=== Section Start ===
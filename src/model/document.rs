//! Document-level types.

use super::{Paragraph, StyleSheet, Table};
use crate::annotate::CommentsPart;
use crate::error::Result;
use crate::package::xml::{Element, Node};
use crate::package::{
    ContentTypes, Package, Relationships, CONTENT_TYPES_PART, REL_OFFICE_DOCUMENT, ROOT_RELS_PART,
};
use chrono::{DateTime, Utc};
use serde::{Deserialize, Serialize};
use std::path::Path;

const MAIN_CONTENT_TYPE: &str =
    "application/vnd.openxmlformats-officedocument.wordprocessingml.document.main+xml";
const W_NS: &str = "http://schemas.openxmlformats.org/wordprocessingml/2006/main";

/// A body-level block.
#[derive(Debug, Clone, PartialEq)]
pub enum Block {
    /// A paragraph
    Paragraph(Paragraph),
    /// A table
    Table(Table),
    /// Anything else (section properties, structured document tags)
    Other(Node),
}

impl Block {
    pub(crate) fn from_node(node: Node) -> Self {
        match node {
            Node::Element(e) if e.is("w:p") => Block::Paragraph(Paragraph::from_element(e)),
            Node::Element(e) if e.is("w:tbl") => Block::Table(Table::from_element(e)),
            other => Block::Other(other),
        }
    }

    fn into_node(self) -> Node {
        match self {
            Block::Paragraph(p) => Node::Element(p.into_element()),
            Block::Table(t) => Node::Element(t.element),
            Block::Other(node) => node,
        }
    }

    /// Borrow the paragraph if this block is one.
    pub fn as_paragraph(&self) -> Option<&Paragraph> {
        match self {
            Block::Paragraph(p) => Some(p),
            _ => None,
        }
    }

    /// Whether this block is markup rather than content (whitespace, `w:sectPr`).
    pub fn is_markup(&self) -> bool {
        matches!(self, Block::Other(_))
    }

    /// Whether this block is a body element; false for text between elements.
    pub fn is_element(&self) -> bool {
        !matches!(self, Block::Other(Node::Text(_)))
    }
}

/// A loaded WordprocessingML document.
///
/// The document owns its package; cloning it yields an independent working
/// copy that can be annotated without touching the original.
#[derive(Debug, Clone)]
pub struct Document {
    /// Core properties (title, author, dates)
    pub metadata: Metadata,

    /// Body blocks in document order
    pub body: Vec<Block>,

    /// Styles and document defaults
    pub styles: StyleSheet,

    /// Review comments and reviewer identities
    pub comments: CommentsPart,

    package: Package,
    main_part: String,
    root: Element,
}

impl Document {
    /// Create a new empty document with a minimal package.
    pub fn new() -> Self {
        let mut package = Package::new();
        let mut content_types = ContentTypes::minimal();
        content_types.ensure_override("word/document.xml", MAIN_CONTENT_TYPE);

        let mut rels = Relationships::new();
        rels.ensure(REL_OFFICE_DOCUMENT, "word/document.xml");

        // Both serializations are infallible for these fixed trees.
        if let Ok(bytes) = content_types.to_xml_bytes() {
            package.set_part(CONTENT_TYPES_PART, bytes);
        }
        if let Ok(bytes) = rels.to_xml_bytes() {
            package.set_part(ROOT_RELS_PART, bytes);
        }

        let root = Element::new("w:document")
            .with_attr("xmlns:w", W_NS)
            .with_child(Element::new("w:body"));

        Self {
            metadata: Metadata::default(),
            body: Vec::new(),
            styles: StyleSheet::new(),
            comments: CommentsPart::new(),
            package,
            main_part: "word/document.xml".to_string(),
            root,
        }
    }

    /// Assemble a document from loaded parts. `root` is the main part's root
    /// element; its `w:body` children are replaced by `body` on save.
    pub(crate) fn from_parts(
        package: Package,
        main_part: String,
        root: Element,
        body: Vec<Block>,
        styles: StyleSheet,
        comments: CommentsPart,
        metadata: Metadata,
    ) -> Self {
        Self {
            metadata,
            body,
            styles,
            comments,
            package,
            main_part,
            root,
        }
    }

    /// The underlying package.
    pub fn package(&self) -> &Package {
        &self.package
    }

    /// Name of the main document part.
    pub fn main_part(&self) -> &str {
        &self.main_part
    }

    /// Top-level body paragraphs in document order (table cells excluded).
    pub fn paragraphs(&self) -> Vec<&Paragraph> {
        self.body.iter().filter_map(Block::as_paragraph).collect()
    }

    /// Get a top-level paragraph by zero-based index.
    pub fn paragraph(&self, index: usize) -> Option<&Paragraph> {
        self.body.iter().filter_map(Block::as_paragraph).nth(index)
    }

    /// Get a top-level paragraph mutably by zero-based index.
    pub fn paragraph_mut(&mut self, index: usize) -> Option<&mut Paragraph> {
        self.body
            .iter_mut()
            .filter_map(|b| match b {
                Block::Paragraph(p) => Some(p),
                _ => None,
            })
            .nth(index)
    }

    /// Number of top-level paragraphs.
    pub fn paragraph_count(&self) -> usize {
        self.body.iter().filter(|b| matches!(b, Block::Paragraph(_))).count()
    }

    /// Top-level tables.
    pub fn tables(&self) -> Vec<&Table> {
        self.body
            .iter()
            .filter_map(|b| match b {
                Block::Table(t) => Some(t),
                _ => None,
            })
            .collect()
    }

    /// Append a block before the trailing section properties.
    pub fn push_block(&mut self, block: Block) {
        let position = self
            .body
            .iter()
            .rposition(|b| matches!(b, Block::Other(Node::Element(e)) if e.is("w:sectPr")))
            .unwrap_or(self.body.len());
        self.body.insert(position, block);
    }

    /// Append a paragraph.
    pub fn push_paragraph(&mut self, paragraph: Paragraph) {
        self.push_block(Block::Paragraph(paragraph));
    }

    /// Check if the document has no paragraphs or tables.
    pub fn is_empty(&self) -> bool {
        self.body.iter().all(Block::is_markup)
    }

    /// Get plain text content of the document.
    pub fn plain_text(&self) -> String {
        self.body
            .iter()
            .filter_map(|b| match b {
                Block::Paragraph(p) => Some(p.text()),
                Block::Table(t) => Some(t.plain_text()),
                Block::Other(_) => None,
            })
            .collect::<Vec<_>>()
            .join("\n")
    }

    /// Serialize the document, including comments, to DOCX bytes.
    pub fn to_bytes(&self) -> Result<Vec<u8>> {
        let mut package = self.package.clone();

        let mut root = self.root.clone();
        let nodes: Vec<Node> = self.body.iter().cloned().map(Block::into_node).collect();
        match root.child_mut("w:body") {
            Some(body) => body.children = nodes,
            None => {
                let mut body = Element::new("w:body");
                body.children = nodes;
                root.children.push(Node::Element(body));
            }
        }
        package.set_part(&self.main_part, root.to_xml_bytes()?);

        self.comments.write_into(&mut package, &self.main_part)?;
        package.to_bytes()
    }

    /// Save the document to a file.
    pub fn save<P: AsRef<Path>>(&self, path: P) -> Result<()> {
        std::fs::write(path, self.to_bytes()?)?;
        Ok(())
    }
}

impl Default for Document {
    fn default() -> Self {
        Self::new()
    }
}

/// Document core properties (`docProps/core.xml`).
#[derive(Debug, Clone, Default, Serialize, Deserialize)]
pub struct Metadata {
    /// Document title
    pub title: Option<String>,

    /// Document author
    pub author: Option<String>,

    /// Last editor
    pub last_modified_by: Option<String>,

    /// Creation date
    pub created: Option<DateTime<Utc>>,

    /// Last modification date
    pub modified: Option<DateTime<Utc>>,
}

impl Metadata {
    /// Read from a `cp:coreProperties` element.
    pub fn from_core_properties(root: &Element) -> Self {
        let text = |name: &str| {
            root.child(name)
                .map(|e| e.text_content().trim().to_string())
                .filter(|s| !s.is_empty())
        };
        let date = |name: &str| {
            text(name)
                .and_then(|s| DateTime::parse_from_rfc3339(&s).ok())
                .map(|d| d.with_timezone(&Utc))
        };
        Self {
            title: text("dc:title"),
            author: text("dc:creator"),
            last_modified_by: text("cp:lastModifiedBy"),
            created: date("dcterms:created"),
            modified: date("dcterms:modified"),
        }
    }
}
=== Section End ===
=== Section Start ===
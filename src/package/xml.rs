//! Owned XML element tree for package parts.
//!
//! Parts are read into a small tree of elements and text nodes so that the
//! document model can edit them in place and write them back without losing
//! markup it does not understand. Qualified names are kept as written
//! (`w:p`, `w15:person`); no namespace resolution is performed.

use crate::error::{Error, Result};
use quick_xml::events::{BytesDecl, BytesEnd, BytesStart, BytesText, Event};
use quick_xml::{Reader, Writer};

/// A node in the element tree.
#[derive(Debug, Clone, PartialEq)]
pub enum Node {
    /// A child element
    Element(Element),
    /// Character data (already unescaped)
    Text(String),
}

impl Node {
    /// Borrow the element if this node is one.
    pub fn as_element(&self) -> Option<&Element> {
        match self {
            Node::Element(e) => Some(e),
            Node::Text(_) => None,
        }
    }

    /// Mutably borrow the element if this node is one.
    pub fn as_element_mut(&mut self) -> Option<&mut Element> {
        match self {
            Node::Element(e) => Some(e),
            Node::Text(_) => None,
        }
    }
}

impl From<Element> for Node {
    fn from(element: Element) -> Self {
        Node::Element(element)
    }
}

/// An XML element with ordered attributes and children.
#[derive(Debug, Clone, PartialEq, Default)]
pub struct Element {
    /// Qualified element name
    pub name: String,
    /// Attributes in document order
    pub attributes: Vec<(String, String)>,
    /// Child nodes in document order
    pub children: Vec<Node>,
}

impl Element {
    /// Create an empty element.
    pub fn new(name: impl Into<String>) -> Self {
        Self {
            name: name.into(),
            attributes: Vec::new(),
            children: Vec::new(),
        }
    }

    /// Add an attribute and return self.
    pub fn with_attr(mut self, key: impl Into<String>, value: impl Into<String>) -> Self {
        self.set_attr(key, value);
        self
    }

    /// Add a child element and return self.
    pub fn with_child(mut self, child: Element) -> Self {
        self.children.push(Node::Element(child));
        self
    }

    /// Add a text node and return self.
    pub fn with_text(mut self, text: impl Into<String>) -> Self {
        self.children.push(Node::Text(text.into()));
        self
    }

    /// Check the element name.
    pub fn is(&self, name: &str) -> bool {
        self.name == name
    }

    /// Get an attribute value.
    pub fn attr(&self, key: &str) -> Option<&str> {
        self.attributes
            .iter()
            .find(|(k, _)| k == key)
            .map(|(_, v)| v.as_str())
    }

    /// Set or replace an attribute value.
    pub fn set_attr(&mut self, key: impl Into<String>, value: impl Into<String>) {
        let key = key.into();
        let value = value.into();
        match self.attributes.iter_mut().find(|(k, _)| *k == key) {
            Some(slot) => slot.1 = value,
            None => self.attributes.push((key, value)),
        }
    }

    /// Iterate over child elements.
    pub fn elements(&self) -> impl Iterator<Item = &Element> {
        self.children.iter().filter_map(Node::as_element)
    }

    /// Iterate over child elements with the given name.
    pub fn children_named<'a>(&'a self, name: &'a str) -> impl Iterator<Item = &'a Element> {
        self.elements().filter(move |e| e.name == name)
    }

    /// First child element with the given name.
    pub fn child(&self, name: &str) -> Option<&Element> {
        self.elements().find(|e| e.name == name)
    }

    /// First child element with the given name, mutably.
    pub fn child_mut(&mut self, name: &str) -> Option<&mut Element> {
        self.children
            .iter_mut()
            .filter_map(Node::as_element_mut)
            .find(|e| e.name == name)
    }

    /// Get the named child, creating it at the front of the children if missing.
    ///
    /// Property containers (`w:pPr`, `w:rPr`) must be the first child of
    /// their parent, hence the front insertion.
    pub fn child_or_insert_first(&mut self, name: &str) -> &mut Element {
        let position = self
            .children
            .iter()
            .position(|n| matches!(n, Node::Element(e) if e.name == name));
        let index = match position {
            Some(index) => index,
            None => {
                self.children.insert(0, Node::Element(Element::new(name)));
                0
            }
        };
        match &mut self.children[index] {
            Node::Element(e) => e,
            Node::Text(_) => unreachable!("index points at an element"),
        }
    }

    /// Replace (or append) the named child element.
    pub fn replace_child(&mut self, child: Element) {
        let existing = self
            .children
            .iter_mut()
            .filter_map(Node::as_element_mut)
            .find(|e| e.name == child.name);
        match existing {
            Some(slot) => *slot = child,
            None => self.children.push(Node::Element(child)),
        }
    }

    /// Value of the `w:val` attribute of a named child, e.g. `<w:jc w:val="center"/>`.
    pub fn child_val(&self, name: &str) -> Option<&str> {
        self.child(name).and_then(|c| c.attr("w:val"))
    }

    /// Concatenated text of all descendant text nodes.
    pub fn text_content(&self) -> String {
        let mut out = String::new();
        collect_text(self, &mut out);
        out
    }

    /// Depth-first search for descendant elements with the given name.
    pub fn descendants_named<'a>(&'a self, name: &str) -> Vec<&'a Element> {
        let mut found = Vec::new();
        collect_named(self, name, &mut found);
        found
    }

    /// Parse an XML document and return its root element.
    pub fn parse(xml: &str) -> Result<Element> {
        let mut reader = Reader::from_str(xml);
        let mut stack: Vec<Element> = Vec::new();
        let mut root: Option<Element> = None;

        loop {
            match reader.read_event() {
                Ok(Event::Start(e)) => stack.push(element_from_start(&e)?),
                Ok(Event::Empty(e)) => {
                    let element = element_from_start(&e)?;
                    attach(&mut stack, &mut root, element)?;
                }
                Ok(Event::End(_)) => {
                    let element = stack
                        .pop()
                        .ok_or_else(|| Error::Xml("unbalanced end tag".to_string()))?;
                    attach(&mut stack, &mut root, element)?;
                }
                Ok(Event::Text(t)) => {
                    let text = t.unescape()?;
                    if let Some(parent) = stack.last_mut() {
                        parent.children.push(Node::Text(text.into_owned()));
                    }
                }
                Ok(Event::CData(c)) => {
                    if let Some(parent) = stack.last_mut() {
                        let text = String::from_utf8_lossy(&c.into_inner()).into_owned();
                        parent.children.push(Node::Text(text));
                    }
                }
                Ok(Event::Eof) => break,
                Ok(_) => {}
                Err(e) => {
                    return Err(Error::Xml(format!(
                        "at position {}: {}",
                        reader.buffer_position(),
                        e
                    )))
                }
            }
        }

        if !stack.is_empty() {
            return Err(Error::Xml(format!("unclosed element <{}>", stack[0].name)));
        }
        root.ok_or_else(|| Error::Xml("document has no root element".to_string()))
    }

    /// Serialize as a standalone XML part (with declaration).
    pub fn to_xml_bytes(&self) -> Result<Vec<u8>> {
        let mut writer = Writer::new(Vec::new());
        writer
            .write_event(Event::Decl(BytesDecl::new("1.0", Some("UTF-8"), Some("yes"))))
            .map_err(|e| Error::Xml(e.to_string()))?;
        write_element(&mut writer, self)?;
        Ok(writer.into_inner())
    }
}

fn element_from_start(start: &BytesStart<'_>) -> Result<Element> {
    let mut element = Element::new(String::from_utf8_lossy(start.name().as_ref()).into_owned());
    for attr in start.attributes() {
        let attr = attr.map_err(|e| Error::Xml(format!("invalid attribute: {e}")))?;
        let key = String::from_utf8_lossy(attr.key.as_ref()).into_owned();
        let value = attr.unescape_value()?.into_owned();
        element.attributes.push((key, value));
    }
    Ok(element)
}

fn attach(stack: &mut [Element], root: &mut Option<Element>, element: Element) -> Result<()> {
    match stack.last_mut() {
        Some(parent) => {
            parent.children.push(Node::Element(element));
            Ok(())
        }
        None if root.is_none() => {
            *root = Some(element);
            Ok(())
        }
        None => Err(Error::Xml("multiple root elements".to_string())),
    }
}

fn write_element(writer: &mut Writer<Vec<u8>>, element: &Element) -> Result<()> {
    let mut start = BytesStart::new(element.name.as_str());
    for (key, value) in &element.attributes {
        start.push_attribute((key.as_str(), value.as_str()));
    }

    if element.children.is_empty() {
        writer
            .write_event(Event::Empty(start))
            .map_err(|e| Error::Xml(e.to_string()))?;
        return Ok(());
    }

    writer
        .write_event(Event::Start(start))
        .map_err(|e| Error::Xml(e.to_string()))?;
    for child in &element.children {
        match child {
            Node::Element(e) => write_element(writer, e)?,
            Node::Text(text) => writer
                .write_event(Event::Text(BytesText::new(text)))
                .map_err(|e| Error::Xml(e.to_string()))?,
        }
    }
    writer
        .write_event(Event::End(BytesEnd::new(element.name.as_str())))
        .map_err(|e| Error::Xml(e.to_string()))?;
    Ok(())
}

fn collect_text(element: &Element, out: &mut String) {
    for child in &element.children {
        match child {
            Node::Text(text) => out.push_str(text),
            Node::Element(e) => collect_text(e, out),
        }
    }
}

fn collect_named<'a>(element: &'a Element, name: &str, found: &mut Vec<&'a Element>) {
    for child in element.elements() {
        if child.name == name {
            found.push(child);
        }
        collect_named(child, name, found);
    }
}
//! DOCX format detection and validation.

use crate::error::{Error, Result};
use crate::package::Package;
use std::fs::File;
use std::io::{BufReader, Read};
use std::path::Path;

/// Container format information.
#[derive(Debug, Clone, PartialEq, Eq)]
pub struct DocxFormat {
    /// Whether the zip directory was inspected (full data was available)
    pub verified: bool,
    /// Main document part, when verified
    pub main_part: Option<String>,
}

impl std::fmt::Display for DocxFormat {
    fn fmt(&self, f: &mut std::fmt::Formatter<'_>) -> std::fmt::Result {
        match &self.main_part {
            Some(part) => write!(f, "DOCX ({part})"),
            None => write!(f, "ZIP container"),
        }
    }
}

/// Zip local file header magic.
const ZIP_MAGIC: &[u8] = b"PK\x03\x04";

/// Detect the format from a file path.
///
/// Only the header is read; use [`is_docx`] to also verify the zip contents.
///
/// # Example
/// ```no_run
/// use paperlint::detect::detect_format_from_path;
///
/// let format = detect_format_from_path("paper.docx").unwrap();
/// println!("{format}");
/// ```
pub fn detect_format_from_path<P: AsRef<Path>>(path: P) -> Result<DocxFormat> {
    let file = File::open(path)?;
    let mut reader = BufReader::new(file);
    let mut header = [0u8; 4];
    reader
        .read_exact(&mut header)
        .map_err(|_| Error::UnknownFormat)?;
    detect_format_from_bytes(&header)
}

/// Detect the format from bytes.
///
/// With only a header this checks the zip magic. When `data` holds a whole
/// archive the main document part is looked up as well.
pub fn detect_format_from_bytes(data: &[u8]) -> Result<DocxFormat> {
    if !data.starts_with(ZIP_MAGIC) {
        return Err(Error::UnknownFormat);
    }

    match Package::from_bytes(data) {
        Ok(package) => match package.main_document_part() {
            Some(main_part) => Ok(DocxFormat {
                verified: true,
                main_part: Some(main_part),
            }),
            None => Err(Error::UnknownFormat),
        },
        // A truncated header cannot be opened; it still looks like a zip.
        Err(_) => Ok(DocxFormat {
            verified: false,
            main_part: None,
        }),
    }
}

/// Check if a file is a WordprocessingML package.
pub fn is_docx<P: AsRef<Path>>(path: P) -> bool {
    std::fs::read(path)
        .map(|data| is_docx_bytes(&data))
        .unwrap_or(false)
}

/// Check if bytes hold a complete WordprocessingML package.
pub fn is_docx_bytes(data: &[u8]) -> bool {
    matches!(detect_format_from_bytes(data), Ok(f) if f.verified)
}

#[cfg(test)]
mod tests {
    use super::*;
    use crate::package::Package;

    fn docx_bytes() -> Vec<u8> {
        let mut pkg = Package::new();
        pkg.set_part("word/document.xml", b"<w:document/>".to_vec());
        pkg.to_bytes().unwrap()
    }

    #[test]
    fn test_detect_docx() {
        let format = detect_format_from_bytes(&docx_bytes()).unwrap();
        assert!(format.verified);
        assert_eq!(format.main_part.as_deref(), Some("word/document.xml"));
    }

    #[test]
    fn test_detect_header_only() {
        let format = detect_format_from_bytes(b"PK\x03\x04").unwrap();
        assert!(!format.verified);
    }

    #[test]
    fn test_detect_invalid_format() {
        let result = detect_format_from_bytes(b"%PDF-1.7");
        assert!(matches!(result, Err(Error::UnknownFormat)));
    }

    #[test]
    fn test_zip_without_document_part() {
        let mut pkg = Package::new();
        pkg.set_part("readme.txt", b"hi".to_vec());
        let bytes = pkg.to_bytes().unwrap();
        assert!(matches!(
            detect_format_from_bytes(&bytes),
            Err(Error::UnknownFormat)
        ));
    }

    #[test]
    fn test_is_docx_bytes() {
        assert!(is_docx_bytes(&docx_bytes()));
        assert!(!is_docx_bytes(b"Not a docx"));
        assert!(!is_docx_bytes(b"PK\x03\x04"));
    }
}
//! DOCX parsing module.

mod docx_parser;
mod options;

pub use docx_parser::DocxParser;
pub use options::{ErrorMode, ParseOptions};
=== Section End ===
[Problem] Read the listing. Copy each line that has the word "derive" in it.

[Your response]
#[derive(Debug, Clone, PartialEq)]
#[derive(Debug, Clone)]
#[derive(Debug, Clone, Default, Serialize, Deserialize)]
#[derive(Debug, Clone, PartialEq)]
#[derive(Debug, Clone, PartialEq, Default)]
#[derive(Debug, Clone, PartialEq, Eq)]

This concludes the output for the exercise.